=== Begin Enclosure ===

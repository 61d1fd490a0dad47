//! FILENAME: app/src/server.rs
// PURPOSE: HTTP mode. `POST /generate-files` runs one report per request.
// CONTEXT: Each request reads the config file and writes into its own
// `<output_dir>/<request_id>/` directory, so concurrent requests share
// nothing mutable.

use std::path::PathBuf;
use axum::{
    extract::{rejection::JsonRejection, State},
    http::StatusCode,
    response::Json,
    routing::{get, post},
    Router,
};
use persistence::LoadError;
use pivot_engine::PivotError;
use serde::Serialize;
use serde_json::{json, Value};
use uuid::Uuid;

use crate::config::load_config;
use crate::controller::process_payload;
use crate::error::ReportError;
use crate::logging::{log_error, log_info, log_warn};

/// Shared, read-only handler state.
#[derive(Debug, Clone)]
pub struct ServerState {
    pub config_path: PathBuf,
    pub output_dir: PathBuf,
}

#[derive(Serialize)]
pub struct HealthResponse {
    pub status: String,
}

async fn health_check() -> Json<HealthResponse> {
    Json(HealthResponse {
        status: "healthy".to_string(),
    })
}

/// Status code for a failed run. Problems with the request body are the
/// caller's; a broken server config or a failed write are ours.
pub fn status_for(err: &ReportError) -> StatusCode {
    match err {
        ReportError::Pivot(PivotError::Schema { .. }) => StatusCode::UNPROCESSABLE_ENTITY,
        ReportError::Pivot(PivotError::InvalidConfig(_)) => StatusCode::BAD_REQUEST,
        ReportError::Load(LoadError::MalformedPayload(_)) => StatusCode::BAD_REQUEST,
        _ => StatusCode::INTERNAL_SERVER_ERROR,
    }
}

fn error_body(status: StatusCode, message: impl Into<String>) -> (StatusCode, Json<Value>) {
    (status, Json(json!({ "error": message.into() })))
}

fn is_empty_payload(body: &Value) -> bool {
    match body {
        Value::Null => true,
        Value::Object(map) => map.is_empty(),
        Value::Array(items) => items.is_empty(),
        _ => false,
    }
}

/// `POST /generate-files`. The body is a `{"data": ...}` object, a row array
/// or a column object. A run whose filters leave no rows answers 200 with
/// null file paths.
pub async fn generate_files(
    State(state): State<ServerState>,
    body: Result<Json<Value>, JsonRejection>,
) -> (StatusCode, Json<Value>) {
    let body = match body {
        Ok(Json(body)) => body,
        Err(rejection) => {
            log_warn!("API", "rejected body: {}", rejection.body_text());
            return error_body(StatusCode::BAD_REQUEST, "No JSON data provided");
        }
    };
    if is_empty_payload(&body) || body.get("data").map_or(false, is_empty_payload) {
        return error_body(StatusCode::BAD_REQUEST, "No JSON data provided");
    }

    let request_id = Uuid::new_v4().to_string();
    let out_dir = state.output_dir.join(&request_id);
    log_info!("API", "request {} -> {}", request_id, out_dir.display());

    let config_path = state.config_path.clone();
    let run = tokio::task::spawn_blocking(move || -> Result<_, ReportError> {
        let config = load_config(&config_path, false)?;
        process_payload(&config, &body, &out_dir)
    })
    .await;

    match run {
        Ok(Ok(Some(artifacts))) => (
            StatusCode::OK,
            Json(json!({
                "request_id": request_id,
                "pdf_file": artifacts.pdf_file.display().to_string(),
                "excel_file": artifacts.excel_file.display().to_string(),
            })),
        ),
        Ok(Ok(None)) => (
            StatusCode::OK,
            Json(json!({
                "request_id": request_id,
                "pdf_file": Value::Null,
                "excel_file": Value::Null,
            })),
        ),
        Ok(Err(err)) => {
            let status = status_for(&err);
            log_error!("API", "request {} failed ({}): {}", request_id, status, err);
            error_body(status, err.to_string())
        }
        Err(join_err) => {
            log_error!("API", "request {} panicked: {}", request_id, join_err);
            error_body(StatusCode::INTERNAL_SERVER_ERROR, "report worker failed")
        }
    }
}

pub fn create_router(state: ServerState) -> Router {
    Router::new()
        .route("/health", get(health_check))
        .route("/generate-files", post(generate_files))
        .with_state(state)
}

/// Binds `addr` and serves until the process is stopped.
pub async fn serve(addr: &str, state: ServerState) -> std::io::Result<()> {
    let app = create_router(state);
    let listener = tokio::net::TcpListener::bind(addr).await?;
    log_info!("API", "listening on http://{}", addr);
    axum::serve(listener, app).await
}
//! FILENAME: app/src/controller.rs
// PURPOSE: Runs one report end to end: load, calculate, render.
// CONTEXT: Shared by the CLI and the HTTP endpoint. Every call builds its own
// tables and style objects; nothing is kept between runs.

use std::path::Path;
use engine::Table;
use persistence::{load_source, output_dir_for, table_from_json, write_artifacts, Artifacts, LoadError};
use pivot_engine::calculate_report;
use serde_json::Value;

use crate::config::ReportConfig;
use crate::error::{ConfigError, ReportError};
use crate::logging::{log_debug, log_enter, log_enter_info, log_exit, log_exit_info, log_info, log_warn};

/// Default directory for runs whose data did not come from a file.
pub const DEFAULT_OUTPUT_DIR: &str = "data";

const PREVIEW_ROWS: usize = 5;

/// Runs the pipeline over `table` and writes both artifacts into `out_dir`.
/// `Ok(None)` means there was nothing to report; a warning has been logged.
pub fn generate_report(
    table: &Table,
    config: &ReportConfig,
    out_dir: &Path,
) -> Result<Option<Artifacts>, ReportError> {
    log_enter_info!("REPORT", "generate_report", "rows={} out={}", table.row_count(), out_dir.display());
    log_preview(table);

    if table.is_empty() {
        log_warn!("REPORT", "No data found in the input.");
        return Ok(None);
    }

    let definition = config.data.to_definition()?;
    let report = match calculate_report(table, &definition)? {
        Some(report) => report,
        None => {
            log_warn!("REPORT", "No rows left after filtering; no files written.");
            return Ok(None);
        }
    };

    let artifacts = write_artifacts(&report, &config.styles, out_dir)?;
    for path in [&artifacts.pdf_file, &artifacts.excel_file] {
        log_info!("REPORT", "{} file built successfully.", describe(path));
    }

    log_exit_info!("REPORT", "generate_report", "grand_total={}", report.grand_total);
    Ok(Some(artifacts))
}

/// File run: the source path comes from `data.csv_file_path`; artifacts are
/// written next to it.
pub fn process_file(config: &ReportConfig) -> Result<Option<Artifacts>, ReportError> {
    let source = config
        .data
        .csv_file_path
        .as_deref()
        .ok_or_else(|| ConfigError::MissingKeys(vec!["data.csv_file_path".to_string()]))?;
    let source = Path::new(source);
    log_enter!("REPORT", "process_file", "source={}", source.display());

    if !source.is_file() {
        return Err(LoadError::SourceNotFound(source.to_path_buf()).into());
    }

    let table = load_source(source)?;
    log_exit!("REPORT", "process_file", "loaded {} rows", table.row_count());
    generate_report(&table, config, &output_dir_for(source))
}

/// Inline JSON run (`--json-data`).
pub fn process_json(config: &ReportConfig, json_text: &str, out_dir: &Path) -> Result<Option<Artifacts>, ReportError> {
    let payload: Value = serde_json::from_str(json_text)
        .map_err(|e| LoadError::MalformedPayload(e.to_string()))?;
    process_payload(config, &payload, out_dir)
}

/// Already-parsed payload: rows, a column object, or `{"data": ...}`.
pub fn process_payload(config: &ReportConfig, payload: &Value, out_dir: &Path) -> Result<Option<Artifacts>, ReportError> {
    log_enter!("REPORT", "process_payload");
    let table = table_from_json(payload)?;
    log_exit!("REPORT", "process_payload", "parsed {} rows", table.row_count());
    generate_report(&table, config, out_dir)
}

fn describe(path: &Path) -> &'static str {
    match path.extension().and_then(|e| e.to_str()) {
        Some("pdf") => "PDF",
        Some("xlsx") => "EXCEL",
        _ => "Output",
    }
}

fn log_preview(table: &Table) {
    log_debug!("REPORT", "columns: {}", table.columns.join(" | "));
    for row in table.rows.iter().take(PREVIEW_ROWS) {
        let cells: Vec<String> = row.iter().map(|c| c.display_value()).collect();
        log_debug!("REPORT", "{}", cells.join(" | "));
    }
}
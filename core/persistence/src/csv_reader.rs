//! FILENAME: core/persistence/src/csv_reader.rs

use crate::LoadError;
use csv::ReaderBuilder;
use engine::{CellValue, Table};
use std::fs::File;
use std::io::Read;
use std::path::Path;

/// Loads a delimited file with a header row.
pub fn load_csv(path: &Path) -> Result<Table, LoadError> {
    if !path.exists() {
        return Err(LoadError::SourceNotFound(path.to_path_buf()));
    }
    let file = File::open(path)?;
    read_csv(file)
}

/// Reads CSV text from any reader. Each cell is typed on its own:
/// blank stays blank, numeric text becomes a number, the rest is text.
/// Short records are padded with blanks.
pub fn read_csv<R: Read>(reader: R) -> Result<Table, LoadError> {
    let mut rdr = ReaderBuilder::new()
        .has_headers(true)
        .flexible(true)
        .from_reader(reader);

    let columns: Vec<String> = rdr
        .headers()?
        .iter()
        .map(|h| h.trim().to_string())
        .collect();

    if columns.is_empty() || columns.iter().all(|c| c.is_empty()) {
        return Ok(Table::new(Vec::new()));
    }

    let mut table = Table::new(columns);
    for record in rdr.records() {
        let record = record?;
        if record.iter().all(|field| field.trim().is_empty()) {
            continue;
        }
        table.push_row(record.iter().map(CellValue::infer).collect());
    }

    log::debug!(
        "read_csv: {} columns, {} rows",
        table.column_count(),
        table.row_count()
    );
    Ok(table)
}
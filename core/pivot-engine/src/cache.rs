//! FILENAME: core/pivot-engine/src/cache.rs
//! Group Cache - Hashable group keys and the row index per group.
//!
//! The cache is designed for:
//! - A single O(n) pass over the filtered rows
//! - Grouping without repeated linear searches (hash lookup per row)
//! - Remembering which source rows belong to each group
//!
//! Group ordering is not decided here; callers sort the finished groups.

use rustc_hash::FxHashMap;
use serde::{Deserialize, Serialize};
use smallvec::SmallVec;
use engine::CellValue;

// ============================================================================
// KEY VALUES
// ============================================================================

/// A normalized, hashable representation of a cell value.
///
/// Keys are typed: a number and the text spelling of that number are distinct
/// keys, ordered numbers first (see `CellValue::compare`).
#[derive(Debug, Clone, PartialEq, Eq, Hash, Serialize, Deserialize)]
pub enum KeyValue {
    Empty,
    Number(OrderedFloat),
    Text(String),
    Boolean(bool),
}

impl From<&CellValue> for KeyValue {
    fn from(value: &CellValue) -> Self {
        match value {
            CellValue::Empty => KeyValue::Empty,
            CellValue::Number(n) if n.is_nan() => KeyValue::Empty,
            CellValue::Number(n) => KeyValue::Number(OrderedFloat(*n)),
            CellValue::Text(s) if s.is_empty() => KeyValue::Empty,
            CellValue::Text(s) => KeyValue::Text(s.clone()),
            CellValue::Boolean(b) => KeyValue::Boolean(*b),
        }
    }
}

impl KeyValue {
    pub fn to_cell(&self) -> CellValue {
        match self {
            KeyValue::Empty => CellValue::Empty,
            KeyValue::Number(n) => CellValue::Number(n.as_f64()),
            KeyValue::Text(s) => CellValue::Text(s.clone()),
            KeyValue::Boolean(b) => CellValue::Boolean(*b),
        }
    }
}

/// Wrapper around f64 that implements Eq and Hash for use as HashMap keys.
/// NaN values are treated as equal to each other, and so are the two zeros.
#[derive(Debug, Clone, Copy, Serialize, Deserialize)]
pub struct OrderedFloat(pub f64);

impl PartialEq for OrderedFloat {
    fn eq(&self, other: &Self) -> bool {
        if self.0.is_nan() && other.0.is_nan() {
            true
        } else {
            self.0 == other.0
        }
    }
}

impl Eq for OrderedFloat {}

impl std::hash::Hash for OrderedFloat {
    fn hash<H: std::hash::Hasher>(&self, state: &mut H) {
        if self.0.is_nan() {
            u64::MAX.hash(state);
        } else if self.0 == 0.0 {
            0u64.hash(state);
        } else {
            self.0.to_bits().hash(state);
        }
    }
}

impl OrderedFloat {
    pub fn as_f64(&self) -> f64 {
        self.0
    }
}

// ============================================================================
// GROUP INDEX
// ============================================================================

/// Key of one group: one value per group column, outermost first.
/// Most reports group on a handful of columns, so keys stay inline.
pub type GroupKey = SmallVec<[KeyValue; 4]>;

/// Maps each distinct group key to the source rows that carry it.
#[derive(Debug, Default)]
pub struct GroupIndex {
    slots: FxHashMap<GroupKey, usize>,
    keys: Vec<GroupKey>,
    members: Vec<Vec<usize>>,
}

impl GroupIndex {
    pub fn new() -> Self {
        Self::default()
    }

    /// Records `row` under `key`, creating the group on first sight.
    pub fn insert(&mut self, key: GroupKey, row: usize) {
        if let Some(&slot) = self.slots.get(&key) {
            self.members[slot].push(row);
            return;
        }
        let slot = self.keys.len();
        self.slots.insert(key.clone(), slot);
        self.keys.push(key);
        self.members.push(vec![row]);
    }

    pub fn len(&self) -> usize {
        self.keys.len()
    }

    pub fn is_empty(&self) -> bool {
        self.keys.is_empty()
    }

    /// Consumes the index, yielding `(key, rows)` in first-seen order.
    pub fn into_groups(self) -> Vec<(GroupKey, Vec<usize>)> {
        self.keys.into_iter().zip(self.members).collect()
    }
}

/// Lexicographic comparison of two keys using the cell value order.
pub fn compare_keys(a: &GroupKey, b: &GroupKey) -> std::cmp::Ordering {
    for (va, vb) in a.iter().zip(b.iter()) {
        let ord = va.to_cell().compare(&vb.to_cell());
        if ord != std::cmp::Ordering::Equal {
            return ord;
        }
    }
    a.len().cmp(&b.len())
}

=== End Enclosure ===

* **Work to be completed**
Return the span of lines in the data above that opens at the line with "use rustc_hash::FxHashMap;" and closes at the line with "number are distinct", exactly, ends included, nothing else.

* **Solution for this problem**
use rustc_hash::FxHashMap;
use serde::{Deserialize, Serialize};
use smallvec::SmallVec;
use engine::CellValue;

// ============================================================================
// KEY VALUES
// ============================================================================

/// A normalized, hashable representation of a cell value.
///
/// Keys are typed: a number and the text spelling of that number are distinct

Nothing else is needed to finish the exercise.